During the time after we had departed Notre Dame, Gary and I had become separated as he visited a “Pharmacie” across the street from the Cathedral in search of some analgesics and an ice bag to ease the ankle swelling that he was continuing to experience.  Apparently he encountered such a language gap that he spent quite a bit more time there than he had anticipated, and completely lost track of the direction of the tour.  So he waited for me at the Pharmacie for about 30 minutes, after which time he gave up and headed back to the Neptune to recoup and regroup.  All this time I had been anxiously awaiting his return to the tour group, to the point where I even relieved Martin of the “lollipop” that all the land guides use as a homing beacon to retrieve their lost sheep.  I kept this emblem hoisted high above my head in the hope that he would find his way back to us, but it wasn’t meant to be…  That being said, I was just a trifle snarky when I returned to the ship, footsore and alone, to find him nicely ensconced in our stateroom.  (But I got over it once I had my shoes off and a chance to take a catnap!)

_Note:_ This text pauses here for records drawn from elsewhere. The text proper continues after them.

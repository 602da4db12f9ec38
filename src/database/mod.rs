// ABOUTME: SQLite connection management and schema migrations
// ABOUTME: Owns the pool handed to the per-table manager types
//
// SPDX-License-Identifier: MIT OR Apache-2.0
// Copyright (c) 2025 Athletica

//! # Database Management
//!
//! Connection and schema setup for the training-plan store, plus thin
//! per-table managers:
//!
//! - [`ProfilesManager`] for the survey-derived profile
//! - [`PersonalRecordsManager`] for race personal bests
//! - [`PlansManager`] for training plans and their workout days
//!
//! Multi-row writes that must be atomic (plan materialization) go through
//! [`crate::materializer::PlanMaterializer`] instead, which drives its own
//! transaction over the same pool.

pub(crate) mod personal_records;
pub(crate) mod plans;
pub(crate) mod profiles;

pub use personal_records::PersonalRecordsManager;
pub use plans::PlansManager;
pub use profiles::ProfilesManager;

use sqlx::sqlite::SqlitePoolOptions;
use sqlx::{Pool, Sqlite, SqlitePool};

use crate::errors::{AppError, AppResult};

/// Database handle wrapping the SQLite pool
#[derive(Clone)]
pub struct Database {
    pool: Pool<Sqlite>,
}

impl Database {
    /// Connect to SQLite and run migrations
    ///
    /// # Errors
    ///
    /// Returns an error if the connection or any migration fails
    pub async fn new(database_url: &str) -> AppResult<Self> {
        let pool = if database_url.contains(":memory:") {
            // Every pooled connection to :memory: is a distinct database;
            // a single connection keeps the schema visible to all queries.
            SqlitePoolOptions::new()
                .max_connections(1)
                .connect(database_url)
                .await
        } else if database_url.starts_with("sqlite:") {
            // Ensure SQLite creates the database file if it doesn't exist
            SqlitePool::connect(&format!("{database_url}?mode=rwc")).await
        } else {
            SqlitePool::connect(database_url).await
        }
        .map_err(|e| AppError::database(format!("Failed to connect to database: {e}")))?;

        let db = Self { pool };
        db.migrate().await?;

        Ok(db)
    }

    /// Get a reference to the underlying pool
    #[must_use]
    pub const fn pool(&self) -> &Pool<Sqlite> {
        &self.pool
    }

    /// Profiles manager over the shared pool
    #[must_use]
    pub fn profiles(&self) -> ProfilesManager {
        ProfilesManager::new(self.pool.clone())
    }

    /// Personal records manager over the shared pool
    #[must_use]
    pub fn personal_records(&self) -> PersonalRecordsManager {
        PersonalRecordsManager::new(self.pool.clone())
    }

    /// Plans manager over the shared pool
    #[must_use]
    pub fn plans(&self) -> PlansManager {
        PlansManager::new(self.pool.clone())
    }

    /// Run database migrations
    ///
    /// # Errors
    ///
    /// Returns an error if any table or index creation fails
    pub async fn migrate(&self) -> AppResult<()> {
        self.migrate_profiles().await?;
        self.migrate_personal_records().await?;
        self.migrate_training_plans().await?;
        self.migrate_workout_days().await?;
        Ok(())
    }

    async fn migrate_profiles(&self) -> AppResult<()> {
        sqlx::query(
            r"
            CREATE TABLE IF NOT EXISTS profiles (
                user_id TEXT PRIMARY KEY,
                goal_distance TEXT NOT NULL,
                weekly_km REAL NOT NULL,
                training_days_per_week INTEGER NOT NULL,
                age INTEGER NOT NULL,
                weight REAL NOT NULL,
                height INTEGER NOT NULL,
                gender TEXT NOT NULL,
                created_at TEXT NOT NULL,
                updated_at TEXT NOT NULL
            )
            ",
        )
        .execute(&self.pool)
        .await?;

        Ok(())
    }

    async fn migrate_personal_records(&self) -> AppResult<()> {
        sqlx::query(
            r"
            CREATE TABLE IF NOT EXISTS personal_records (
                id TEXT PRIMARY KEY,
                user_id TEXT NOT NULL,
                distance TEXT NOT NULL,
                time_seconds INTEGER NOT NULL,
                created_at TEXT NOT NULL
            )
            ",
        )
        .execute(&self.pool)
        .await?;

        sqlx::query(
            "CREATE INDEX IF NOT EXISTS idx_personal_records_user
             ON personal_records(user_id)",
        )
        .execute(&self.pool)
        .await?;

        Ok(())
    }

    async fn migrate_training_plans(&self) -> AppResult<()> {
        sqlx::query(
            r"
            CREATE TABLE IF NOT EXISTS training_plans (
                id TEXT PRIMARY KEY,
                user_id TEXT NOT NULL,
                start_date TEXT NOT NULL,
                end_date TEXT NOT NULL,
                is_active BOOLEAN NOT NULL DEFAULT 1,
                generated_at TEXT NOT NULL
            )
            ",
        )
        .execute(&self.pool)
        .await?;

        // Backstop for the one-active-plan rule; the materializer deactivates
        // the previous plan in the same transaction that inserts the new one.
        sqlx::query(
            "CREATE UNIQUE INDEX IF NOT EXISTS idx_training_plans_one_active
             ON training_plans(user_id) WHERE is_active = 1",
        )
        .execute(&self.pool)
        .await?;

        Ok(())
    }

    async fn migrate_workout_days(&self) -> AppResult<()> {
        sqlx::query(
            r"
            CREATE TABLE IF NOT EXISTS workout_days (
                id TEXT PRIMARY KEY,
                training_plan_id TEXT NOT NULL REFERENCES training_plans(id) ON DELETE CASCADE,
                day_number INTEGER NOT NULL,
                date TEXT NOT NULL,
                workout_description TEXT NOT NULL,
                is_rest_day BOOLEAN NOT NULL DEFAULT 0,
                is_completed BOOLEAN NOT NULL DEFAULT 0,
                completed_at TEXT,
                UNIQUE(training_plan_id, day_number),
                CHECK (NOT (is_rest_day AND is_completed))
            )
            ",
        )
        .execute(&self.pool)
        .await?;

        sqlx::query(
            "CREATE INDEX IF NOT EXISTS idx_workout_days_plan
             ON workout_days(training_plan_id)",
        )
        .execute(&self.pool)
        .await?;

        Ok(())
    }
}
// ABOUTME: Database operations for personal best race times
// ABOUTME: Wholesale replacement during generation plus per-record mutations
//
// SPDX-License-Identifier: MIT OR Apache-2.0
// Copyright (c) 2025 Athletica

use chrono::{DateTime, Utc};
use sqlx::sqlite::SqliteRow;
use sqlx::{Row, Sqlite, SqlitePool, Transaction};
use uuid::Uuid;

use super::profiles::parse_timestamp;
use crate::errors::{AppError, AppResult};
use crate::models::{Distance, PersonalRecord, RecordInput};

/// Database operations for personal records
pub struct PersonalRecordsManager {
    pool: SqlitePool,
}

impl PersonalRecordsManager {
    /// Create a new personal records manager
    #[must_use]
    pub const fn new(pool: SqlitePool) -> Self {
        Self { pool }
    }

    /// List all personal records for a user, ordered by creation time
    ///
    /// # Errors
    ///
    /// Returns an error if the database operation fails
    pub async fn list(&self, user_id: Uuid) -> AppResult<Vec<PersonalRecord>> {
        let rows = sqlx::query(
            r"
            SELECT id, user_id, distance, time_seconds, created_at
            FROM personal_records
            WHERE user_id = $1
            ORDER BY created_at ASC
            ",
        )
        .bind(user_id.to_string())
        .fetch_all(&self.pool)
        .await
        .map_err(|e| AppError::database(format!("Failed to list personal records: {e}")))?;

        rows.iter().map(row_to_personal_record).collect()
    }

    /// Insert a single personal record for a user
    ///
    /// # Errors
    ///
    /// Returns an error if the database operation fails
    pub async fn insert(
        &self,
        user_id: Uuid,
        record: &RecordInput,
        now: DateTime<Utc>,
    ) -> AppResult<PersonalRecord> {
        let created = PersonalRecord {
            id: Uuid::new_v4(),
            user_id,
            distance: record.distance,
            time_seconds: record.time_seconds,
            created_at: now,
        };

        sqlx::query(
            r"
            INSERT INTO personal_records (id, user_id, distance, time_seconds, created_at)
            VALUES ($1, $2, $3, $4, $5)
            ",
        )
        .bind(created.id.to_string())
        .bind(created.user_id.to_string())
        .bind(created.distance.as_str())
        .bind(i64::from(created.time_seconds))
        .bind(created.created_at.to_rfc3339())
        .execute(&self.pool)
        .await
        .map_err(|e| AppError::database(format!("Failed to insert personal record: {e}")))?;

        Ok(created)
    }

    /// Delete a personal record owned by the user
    ///
    /// An id that does not exist, or that belongs to another user, matches
    /// no row and the call is a no-op. Returns whether a row was removed.
    ///
    /// # Errors
    ///
    /// Returns an error if the database operation fails
    pub async fn delete(&self, user_id: Uuid, record_id: Uuid) -> AppResult<bool> {
        let result = sqlx::query("DELETE FROM personal_records WHERE id = $1 AND user_id = $2")
            .bind(record_id.to_string())
            .bind(user_id.to_string())
            .execute(&self.pool)
            .await
            .map_err(|e| AppError::database(format!("Failed to delete personal record: {e}")))?;

        Ok(result.rows_affected() > 0)
    }
}

/// Replace a user's entire record set inside an open transaction
///
/// # Errors
///
/// Returns an error if the database operation fails
pub(crate) async fn replace_all_in_tx(
    tx: &mut Transaction<'_, Sqlite>,
    user_id: Uuid,
    records: &[RecordInput],
    now: DateTime<Utc>,
) -> AppResult<()> {
    sqlx::query("DELETE FROM personal_records WHERE user_id = $1")
        .bind(user_id.to_string())
        .execute(&mut **tx)
        .await
        .map_err(|e| AppError::database(format!("Failed to clear personal records: {e}")))?;

    for record in records {
        sqlx::query(
            r"
            INSERT INTO personal_records (id, user_id, distance, time_seconds, created_at)
            VALUES ($1, $2, $3, $4, $5)
            ",
        )
        .bind(Uuid::new_v4().to_string())
        .bind(user_id.to_string())
        .bind(record.distance.as_str())
        .bind(i64::from(record.time_seconds))
        .bind(now.to_rfc3339())
        .execute(&mut **tx)
        .await
        .map_err(|e| AppError::database(format!("Failed to insert personal record: {e}")))?;
    }

    Ok(())
}

fn row_to_personal_record(row: &SqliteRow) -> AppResult<PersonalRecord> {
    let id_str: String = row.get("id");
    let user_id_str: String = row.get("user_id");
    let distance_str: String = row.get("distance");
    let time_seconds: i64 = row.get("time_seconds");
    let created_at_str: String = row.get("created_at");

    Ok(PersonalRecord {
        id: Uuid::parse_str(&id_str)
            .map_err(|e| AppError::integrity(format!("Invalid record id: {e}")))?,
        user_id: Uuid::parse_str(&user_id_str)
            .map_err(|e| AppError::integrity(format!("Invalid user id in records: {e}")))?,
        distance: Distance::parse(&distance_str)
            .ok_or_else(|| AppError::integrity(format!("Unknown distance: {distance_str}")))?,
        time_seconds: time_seconds as u32,
        created_at: parse_timestamp(&created_at_str)?,
    })
}
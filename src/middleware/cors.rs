// ABOUTME: CORS middleware configuration for the HTTP API
// ABOUTME: Parses allowed origins from configuration for web dashboard access
//
// SPDX-License-Identifier: MIT OR Apache-2.0
// Copyright (c) 2025 Athletica

use axum::http::{header::HeaderName, HeaderValue, Method};
use tower_http::cors::{AllowOrigin, CorsLayer};

use crate::config::ServerConfig;

/// Configure cross-origin access for the dashboard frontend
///
/// Origins come from the `CORS_ALLOWED_ORIGINS` environment variable.
/// A wildcard (`*`) or empty value allows any origin, which suits local
/// development; production deployments list their frontend origins
/// comma-separated.
pub fn setup_cors(config: &ServerConfig) -> CorsLayer {
    let allow_origin = if config.cors_allowed_origins.is_empty()
        || config.cors_allowed_origins == "*"
    {
        AllowOrigin::any()
    } else {
        let origins: Vec<HeaderValue> = config
            .cors_allowed_origins
            .split(',')
            .filter_map(|s| {
                let trimmed = s.trim();
                if trimmed.is_empty() {
                    None
                } else {
                    HeaderValue::from_str(trimmed).ok()
                }
            })
            .collect();

        if origins.is_empty() {
            AllowOrigin::any()
        } else {
            AllowOrigin::list(origins)
        }
    };

    CorsLayer::new()
        .allow_origin(allow_origin)
        .allow_headers([
            HeaderName::from_static("content-type"),
            HeaderName::from_static("authorization"),
            HeaderName::from_static("accept"),
            HeaderName::from_static("origin"),
            HeaderName::from_static("x-requested-with"),
        ])
        .allow_methods([
            Method::GET,
            Method::POST,
            Method::PATCH,
            Method::DELETE,
            Method::OPTIONS,
        ])
}
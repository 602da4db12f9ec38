// ABOUTME: HTTP middleware layers shared across the API router
// ABOUTME: CORS configuration for browser clients
//
// SPDX-License-Identifier: MIT OR Apache-2.0
// Copyright (c) 2025 Athletica

pub mod cors;

pub use cors::setup_cors;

We had been informed of a spectacular laser light show that is projected onto the façade of the Cathedral daily after dark, but the days exertions had taken their toll on both of us, so we crashed after dinner in anticipation of the early start we would be making for the pilgrimage to the landing beaches of D-Day.  Now, lest you think that retiring after dinner makes a couple of old fuddy-duddies, the final meal of the day on board ship starts at 7:00 p.m. at the earliest.  Add to that cosmopolitan hour the relaxed service and lots of interesting conversation with one’s shipmates, and you have the recipe for a 2½ hour dining experience!

So – apologies for the delay in posting this latest chapter.  Be assured that I will use the remainder of this precipitous day to catch up with the trek to Omaha Beach, and to do a little projecting of the (too) few days left to us on board the Neptune.

Till then – au revoir from the river Seine!